Material provided section start

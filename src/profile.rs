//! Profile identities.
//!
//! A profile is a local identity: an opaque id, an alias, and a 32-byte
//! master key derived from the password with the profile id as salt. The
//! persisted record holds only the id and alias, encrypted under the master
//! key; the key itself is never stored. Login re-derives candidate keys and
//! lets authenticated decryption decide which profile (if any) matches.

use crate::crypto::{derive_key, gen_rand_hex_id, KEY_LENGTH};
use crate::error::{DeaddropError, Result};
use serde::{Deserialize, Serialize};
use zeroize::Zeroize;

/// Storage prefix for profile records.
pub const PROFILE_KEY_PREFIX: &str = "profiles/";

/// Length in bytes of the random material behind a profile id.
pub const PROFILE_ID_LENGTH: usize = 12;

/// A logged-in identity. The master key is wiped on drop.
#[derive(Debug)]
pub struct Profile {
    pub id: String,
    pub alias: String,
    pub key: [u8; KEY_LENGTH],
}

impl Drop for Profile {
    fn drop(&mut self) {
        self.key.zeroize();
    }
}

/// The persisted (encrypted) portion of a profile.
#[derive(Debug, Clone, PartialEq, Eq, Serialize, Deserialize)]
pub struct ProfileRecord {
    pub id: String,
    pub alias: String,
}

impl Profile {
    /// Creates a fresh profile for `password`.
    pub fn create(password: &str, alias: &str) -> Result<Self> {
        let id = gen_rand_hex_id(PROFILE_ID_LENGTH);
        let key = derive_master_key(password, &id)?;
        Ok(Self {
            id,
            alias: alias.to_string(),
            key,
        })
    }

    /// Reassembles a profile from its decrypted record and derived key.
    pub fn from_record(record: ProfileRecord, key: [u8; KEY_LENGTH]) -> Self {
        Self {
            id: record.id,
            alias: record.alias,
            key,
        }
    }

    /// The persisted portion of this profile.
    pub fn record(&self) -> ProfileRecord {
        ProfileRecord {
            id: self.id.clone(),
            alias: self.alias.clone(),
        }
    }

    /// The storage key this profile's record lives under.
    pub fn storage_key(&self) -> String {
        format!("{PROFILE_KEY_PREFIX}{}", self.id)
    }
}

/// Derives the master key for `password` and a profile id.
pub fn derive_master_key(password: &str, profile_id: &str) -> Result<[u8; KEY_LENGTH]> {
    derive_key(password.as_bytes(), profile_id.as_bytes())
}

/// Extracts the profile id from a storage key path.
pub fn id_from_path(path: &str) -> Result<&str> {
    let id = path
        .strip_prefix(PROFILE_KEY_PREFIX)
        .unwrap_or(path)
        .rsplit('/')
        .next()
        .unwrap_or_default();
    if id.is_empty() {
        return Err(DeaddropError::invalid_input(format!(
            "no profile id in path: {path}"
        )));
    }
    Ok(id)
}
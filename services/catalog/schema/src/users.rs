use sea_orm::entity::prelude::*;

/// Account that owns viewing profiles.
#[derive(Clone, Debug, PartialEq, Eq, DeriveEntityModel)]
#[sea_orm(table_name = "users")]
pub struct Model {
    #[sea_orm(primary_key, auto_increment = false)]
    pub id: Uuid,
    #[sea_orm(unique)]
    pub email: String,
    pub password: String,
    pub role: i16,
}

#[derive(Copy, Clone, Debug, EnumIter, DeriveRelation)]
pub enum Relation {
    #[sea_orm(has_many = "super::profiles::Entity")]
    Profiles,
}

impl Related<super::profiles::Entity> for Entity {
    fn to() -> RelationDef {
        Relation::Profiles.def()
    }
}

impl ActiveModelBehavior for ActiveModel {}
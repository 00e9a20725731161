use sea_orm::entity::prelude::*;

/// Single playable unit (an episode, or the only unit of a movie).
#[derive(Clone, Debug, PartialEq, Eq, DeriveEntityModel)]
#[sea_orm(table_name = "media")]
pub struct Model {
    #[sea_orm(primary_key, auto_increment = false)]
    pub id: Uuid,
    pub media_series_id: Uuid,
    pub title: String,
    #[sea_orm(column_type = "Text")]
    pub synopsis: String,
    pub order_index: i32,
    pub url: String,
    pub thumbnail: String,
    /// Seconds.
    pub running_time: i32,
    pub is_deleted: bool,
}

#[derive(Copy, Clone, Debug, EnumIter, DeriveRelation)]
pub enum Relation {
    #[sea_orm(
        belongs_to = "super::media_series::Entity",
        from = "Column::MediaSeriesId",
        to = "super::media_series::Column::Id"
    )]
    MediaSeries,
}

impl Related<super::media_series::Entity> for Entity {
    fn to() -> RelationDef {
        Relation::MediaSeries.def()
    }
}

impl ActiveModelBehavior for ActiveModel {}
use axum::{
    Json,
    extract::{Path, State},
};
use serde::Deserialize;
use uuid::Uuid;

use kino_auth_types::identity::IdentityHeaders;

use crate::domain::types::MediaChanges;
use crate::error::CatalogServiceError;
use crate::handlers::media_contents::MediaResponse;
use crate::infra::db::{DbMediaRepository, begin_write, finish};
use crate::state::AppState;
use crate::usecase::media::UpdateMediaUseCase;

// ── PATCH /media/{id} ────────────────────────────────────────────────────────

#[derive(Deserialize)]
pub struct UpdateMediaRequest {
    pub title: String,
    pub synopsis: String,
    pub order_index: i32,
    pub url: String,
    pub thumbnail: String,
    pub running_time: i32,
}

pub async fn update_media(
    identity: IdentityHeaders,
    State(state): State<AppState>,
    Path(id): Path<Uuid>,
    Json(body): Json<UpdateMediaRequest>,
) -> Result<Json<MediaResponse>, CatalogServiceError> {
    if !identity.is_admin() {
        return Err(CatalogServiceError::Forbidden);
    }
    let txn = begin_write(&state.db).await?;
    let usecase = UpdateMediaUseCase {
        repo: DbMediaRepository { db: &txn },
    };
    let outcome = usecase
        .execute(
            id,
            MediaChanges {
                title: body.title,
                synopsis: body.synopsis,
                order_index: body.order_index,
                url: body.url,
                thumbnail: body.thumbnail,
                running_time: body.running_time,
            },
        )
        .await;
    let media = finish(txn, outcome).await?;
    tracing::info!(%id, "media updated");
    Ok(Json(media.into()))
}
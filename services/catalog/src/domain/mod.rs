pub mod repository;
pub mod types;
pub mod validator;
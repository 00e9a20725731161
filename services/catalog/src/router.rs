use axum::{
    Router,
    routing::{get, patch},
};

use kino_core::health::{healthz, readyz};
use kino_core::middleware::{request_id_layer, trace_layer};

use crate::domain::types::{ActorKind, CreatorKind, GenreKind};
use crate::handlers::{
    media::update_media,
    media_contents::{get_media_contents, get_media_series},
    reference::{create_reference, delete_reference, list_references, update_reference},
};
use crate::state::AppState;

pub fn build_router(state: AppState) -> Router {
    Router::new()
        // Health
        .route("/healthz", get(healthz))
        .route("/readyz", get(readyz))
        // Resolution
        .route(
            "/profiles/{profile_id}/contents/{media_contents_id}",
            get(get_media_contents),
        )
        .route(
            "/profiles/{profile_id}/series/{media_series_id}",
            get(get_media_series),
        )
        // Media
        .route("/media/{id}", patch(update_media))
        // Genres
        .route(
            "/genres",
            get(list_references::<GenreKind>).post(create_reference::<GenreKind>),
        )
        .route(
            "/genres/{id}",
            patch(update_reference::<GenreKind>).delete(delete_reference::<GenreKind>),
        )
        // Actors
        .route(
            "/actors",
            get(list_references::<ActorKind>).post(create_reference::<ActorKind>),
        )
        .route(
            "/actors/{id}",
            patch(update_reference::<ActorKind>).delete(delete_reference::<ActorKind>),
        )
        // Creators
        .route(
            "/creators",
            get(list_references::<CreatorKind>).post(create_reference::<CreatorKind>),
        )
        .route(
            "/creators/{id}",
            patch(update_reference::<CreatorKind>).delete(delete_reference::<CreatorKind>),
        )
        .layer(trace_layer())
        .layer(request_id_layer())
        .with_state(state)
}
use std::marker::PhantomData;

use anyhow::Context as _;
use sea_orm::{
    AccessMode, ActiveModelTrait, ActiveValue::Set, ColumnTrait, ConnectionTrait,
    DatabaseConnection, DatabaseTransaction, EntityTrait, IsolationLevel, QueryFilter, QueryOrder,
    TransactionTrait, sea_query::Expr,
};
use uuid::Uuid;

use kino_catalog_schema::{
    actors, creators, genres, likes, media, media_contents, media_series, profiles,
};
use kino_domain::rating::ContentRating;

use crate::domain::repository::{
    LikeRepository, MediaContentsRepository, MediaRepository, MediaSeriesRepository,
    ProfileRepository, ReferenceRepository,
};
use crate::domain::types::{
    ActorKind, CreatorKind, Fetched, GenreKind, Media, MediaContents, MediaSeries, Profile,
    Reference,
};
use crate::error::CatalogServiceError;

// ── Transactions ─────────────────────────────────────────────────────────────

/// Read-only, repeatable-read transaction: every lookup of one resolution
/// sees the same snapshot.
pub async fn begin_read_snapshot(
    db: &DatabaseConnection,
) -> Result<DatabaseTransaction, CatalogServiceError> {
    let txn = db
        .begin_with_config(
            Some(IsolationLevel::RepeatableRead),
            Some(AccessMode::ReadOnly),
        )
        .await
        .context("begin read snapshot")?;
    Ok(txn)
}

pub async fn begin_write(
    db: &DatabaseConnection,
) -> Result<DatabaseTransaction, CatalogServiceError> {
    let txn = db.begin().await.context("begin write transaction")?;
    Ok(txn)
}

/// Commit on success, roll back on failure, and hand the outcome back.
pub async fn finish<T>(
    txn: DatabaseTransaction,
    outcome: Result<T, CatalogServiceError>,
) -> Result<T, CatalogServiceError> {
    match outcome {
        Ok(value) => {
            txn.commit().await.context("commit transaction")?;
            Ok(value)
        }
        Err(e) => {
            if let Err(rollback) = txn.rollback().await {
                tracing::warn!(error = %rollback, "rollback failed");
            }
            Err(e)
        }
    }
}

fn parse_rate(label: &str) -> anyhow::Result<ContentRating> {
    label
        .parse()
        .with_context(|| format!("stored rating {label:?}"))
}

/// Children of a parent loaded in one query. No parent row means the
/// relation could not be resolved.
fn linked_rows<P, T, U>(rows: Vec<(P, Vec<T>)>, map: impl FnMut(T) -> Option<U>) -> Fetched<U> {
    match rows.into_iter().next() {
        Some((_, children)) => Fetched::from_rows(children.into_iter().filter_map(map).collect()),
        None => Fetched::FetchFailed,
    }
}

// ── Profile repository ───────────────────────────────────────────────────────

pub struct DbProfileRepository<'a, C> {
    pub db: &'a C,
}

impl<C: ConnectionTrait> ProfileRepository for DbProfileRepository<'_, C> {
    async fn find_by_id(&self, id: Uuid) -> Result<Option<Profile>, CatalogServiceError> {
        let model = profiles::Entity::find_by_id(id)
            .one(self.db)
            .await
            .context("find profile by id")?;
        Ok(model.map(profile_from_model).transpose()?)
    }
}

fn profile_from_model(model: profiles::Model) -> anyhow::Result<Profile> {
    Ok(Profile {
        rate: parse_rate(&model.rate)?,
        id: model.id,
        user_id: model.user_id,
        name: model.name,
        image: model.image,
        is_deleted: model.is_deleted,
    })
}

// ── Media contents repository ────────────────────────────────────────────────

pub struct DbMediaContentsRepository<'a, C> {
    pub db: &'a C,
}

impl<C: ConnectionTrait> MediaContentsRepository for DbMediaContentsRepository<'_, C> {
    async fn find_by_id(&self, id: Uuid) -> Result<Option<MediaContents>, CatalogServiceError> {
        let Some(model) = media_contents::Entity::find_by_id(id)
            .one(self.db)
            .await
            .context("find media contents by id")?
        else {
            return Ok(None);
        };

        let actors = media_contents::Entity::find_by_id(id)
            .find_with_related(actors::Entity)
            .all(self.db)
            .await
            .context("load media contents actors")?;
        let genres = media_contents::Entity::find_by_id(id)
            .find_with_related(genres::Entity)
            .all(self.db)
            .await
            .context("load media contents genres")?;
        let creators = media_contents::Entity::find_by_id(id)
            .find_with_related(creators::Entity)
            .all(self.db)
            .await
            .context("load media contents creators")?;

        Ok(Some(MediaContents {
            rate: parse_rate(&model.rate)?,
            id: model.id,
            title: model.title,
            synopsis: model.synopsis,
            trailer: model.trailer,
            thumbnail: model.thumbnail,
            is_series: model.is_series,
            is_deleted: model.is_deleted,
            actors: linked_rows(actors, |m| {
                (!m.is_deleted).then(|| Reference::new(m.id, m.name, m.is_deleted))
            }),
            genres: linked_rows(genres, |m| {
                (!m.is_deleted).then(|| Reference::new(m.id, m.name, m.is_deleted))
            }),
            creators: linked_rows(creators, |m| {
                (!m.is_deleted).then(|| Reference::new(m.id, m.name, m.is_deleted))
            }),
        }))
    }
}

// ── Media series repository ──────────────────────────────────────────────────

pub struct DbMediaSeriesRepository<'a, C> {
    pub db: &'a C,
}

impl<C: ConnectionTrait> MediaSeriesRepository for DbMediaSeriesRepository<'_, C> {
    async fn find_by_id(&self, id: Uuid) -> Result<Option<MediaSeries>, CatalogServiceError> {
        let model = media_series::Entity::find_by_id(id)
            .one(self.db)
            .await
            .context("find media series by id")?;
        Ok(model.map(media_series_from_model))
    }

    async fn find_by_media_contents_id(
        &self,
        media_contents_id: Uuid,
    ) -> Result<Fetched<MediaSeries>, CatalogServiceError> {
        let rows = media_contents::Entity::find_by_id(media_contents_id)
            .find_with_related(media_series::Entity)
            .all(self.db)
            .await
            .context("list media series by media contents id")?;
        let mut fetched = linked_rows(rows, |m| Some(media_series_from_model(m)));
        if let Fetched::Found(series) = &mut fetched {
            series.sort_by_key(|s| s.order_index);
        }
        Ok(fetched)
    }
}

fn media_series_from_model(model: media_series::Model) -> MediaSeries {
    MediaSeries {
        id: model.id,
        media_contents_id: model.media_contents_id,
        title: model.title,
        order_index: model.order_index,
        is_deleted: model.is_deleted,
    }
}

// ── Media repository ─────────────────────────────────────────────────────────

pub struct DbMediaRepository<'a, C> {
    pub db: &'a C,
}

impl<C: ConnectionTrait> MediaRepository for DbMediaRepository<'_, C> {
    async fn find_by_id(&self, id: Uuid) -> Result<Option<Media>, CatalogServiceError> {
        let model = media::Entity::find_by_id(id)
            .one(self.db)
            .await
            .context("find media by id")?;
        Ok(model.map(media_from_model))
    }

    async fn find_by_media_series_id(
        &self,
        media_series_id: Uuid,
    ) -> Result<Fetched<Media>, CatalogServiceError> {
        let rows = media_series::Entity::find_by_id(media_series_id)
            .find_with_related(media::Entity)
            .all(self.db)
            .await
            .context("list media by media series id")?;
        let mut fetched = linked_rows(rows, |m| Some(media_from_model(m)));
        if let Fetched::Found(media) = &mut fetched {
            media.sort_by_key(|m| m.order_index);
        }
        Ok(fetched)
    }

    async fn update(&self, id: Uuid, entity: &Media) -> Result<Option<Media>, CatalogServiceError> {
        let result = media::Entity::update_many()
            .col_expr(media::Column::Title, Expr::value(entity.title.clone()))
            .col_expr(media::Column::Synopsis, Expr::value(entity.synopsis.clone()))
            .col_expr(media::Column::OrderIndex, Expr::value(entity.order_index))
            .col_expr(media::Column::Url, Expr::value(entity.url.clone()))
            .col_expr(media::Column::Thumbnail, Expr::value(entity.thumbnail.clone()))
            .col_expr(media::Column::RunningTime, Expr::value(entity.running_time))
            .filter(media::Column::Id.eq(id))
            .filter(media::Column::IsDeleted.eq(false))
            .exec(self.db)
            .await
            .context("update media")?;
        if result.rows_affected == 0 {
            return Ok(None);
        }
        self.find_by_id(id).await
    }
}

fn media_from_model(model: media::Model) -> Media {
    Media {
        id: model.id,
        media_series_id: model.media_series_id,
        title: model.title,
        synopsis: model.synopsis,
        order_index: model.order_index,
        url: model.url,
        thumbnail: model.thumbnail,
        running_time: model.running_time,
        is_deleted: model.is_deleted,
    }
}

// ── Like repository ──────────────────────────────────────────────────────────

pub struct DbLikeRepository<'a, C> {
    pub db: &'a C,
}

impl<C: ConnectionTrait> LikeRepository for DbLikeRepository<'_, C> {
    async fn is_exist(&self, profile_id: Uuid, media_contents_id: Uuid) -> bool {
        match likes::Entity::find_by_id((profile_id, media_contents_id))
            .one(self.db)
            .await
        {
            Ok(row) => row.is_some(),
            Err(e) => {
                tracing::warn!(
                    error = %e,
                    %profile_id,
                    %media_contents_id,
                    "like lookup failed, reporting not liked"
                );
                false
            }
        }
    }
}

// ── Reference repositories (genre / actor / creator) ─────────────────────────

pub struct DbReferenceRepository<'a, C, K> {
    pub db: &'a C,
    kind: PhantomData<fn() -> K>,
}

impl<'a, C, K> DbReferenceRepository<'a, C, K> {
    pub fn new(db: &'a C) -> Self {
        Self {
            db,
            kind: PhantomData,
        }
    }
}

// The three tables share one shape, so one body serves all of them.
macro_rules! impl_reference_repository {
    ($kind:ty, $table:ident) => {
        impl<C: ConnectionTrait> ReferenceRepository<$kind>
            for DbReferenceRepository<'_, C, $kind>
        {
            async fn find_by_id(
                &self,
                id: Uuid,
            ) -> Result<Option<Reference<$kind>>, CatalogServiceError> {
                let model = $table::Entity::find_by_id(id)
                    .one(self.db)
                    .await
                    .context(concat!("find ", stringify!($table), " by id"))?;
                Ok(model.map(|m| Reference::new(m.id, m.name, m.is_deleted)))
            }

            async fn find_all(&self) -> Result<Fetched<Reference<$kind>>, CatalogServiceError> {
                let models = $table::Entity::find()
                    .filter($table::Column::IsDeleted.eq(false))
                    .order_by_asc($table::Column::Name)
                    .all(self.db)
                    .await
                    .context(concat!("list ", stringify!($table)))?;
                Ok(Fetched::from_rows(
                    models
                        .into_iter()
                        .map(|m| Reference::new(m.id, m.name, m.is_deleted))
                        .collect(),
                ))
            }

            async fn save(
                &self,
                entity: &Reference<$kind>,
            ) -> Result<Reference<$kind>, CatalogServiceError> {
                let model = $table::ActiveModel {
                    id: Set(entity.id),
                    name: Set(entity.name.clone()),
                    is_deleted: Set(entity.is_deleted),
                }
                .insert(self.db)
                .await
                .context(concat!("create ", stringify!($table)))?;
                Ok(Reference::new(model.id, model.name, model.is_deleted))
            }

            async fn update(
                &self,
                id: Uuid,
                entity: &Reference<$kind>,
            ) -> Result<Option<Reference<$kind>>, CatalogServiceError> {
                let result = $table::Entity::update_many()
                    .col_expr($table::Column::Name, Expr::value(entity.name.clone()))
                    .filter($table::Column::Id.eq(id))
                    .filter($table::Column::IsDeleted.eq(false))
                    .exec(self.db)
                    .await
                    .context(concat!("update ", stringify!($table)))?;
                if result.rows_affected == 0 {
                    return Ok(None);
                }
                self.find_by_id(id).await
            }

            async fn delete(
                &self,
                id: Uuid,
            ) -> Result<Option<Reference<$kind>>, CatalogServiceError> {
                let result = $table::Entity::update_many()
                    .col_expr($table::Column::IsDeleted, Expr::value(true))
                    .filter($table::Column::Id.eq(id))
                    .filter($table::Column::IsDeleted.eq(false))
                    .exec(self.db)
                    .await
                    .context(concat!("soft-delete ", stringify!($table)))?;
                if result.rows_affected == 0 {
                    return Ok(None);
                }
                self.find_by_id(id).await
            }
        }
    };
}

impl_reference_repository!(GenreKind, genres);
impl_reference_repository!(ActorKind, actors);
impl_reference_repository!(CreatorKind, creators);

Material provided section end

#### [Work order]
A single number is needed: the count of lines in the records that contain "CreatorKind".

#### [Exercise solution]
5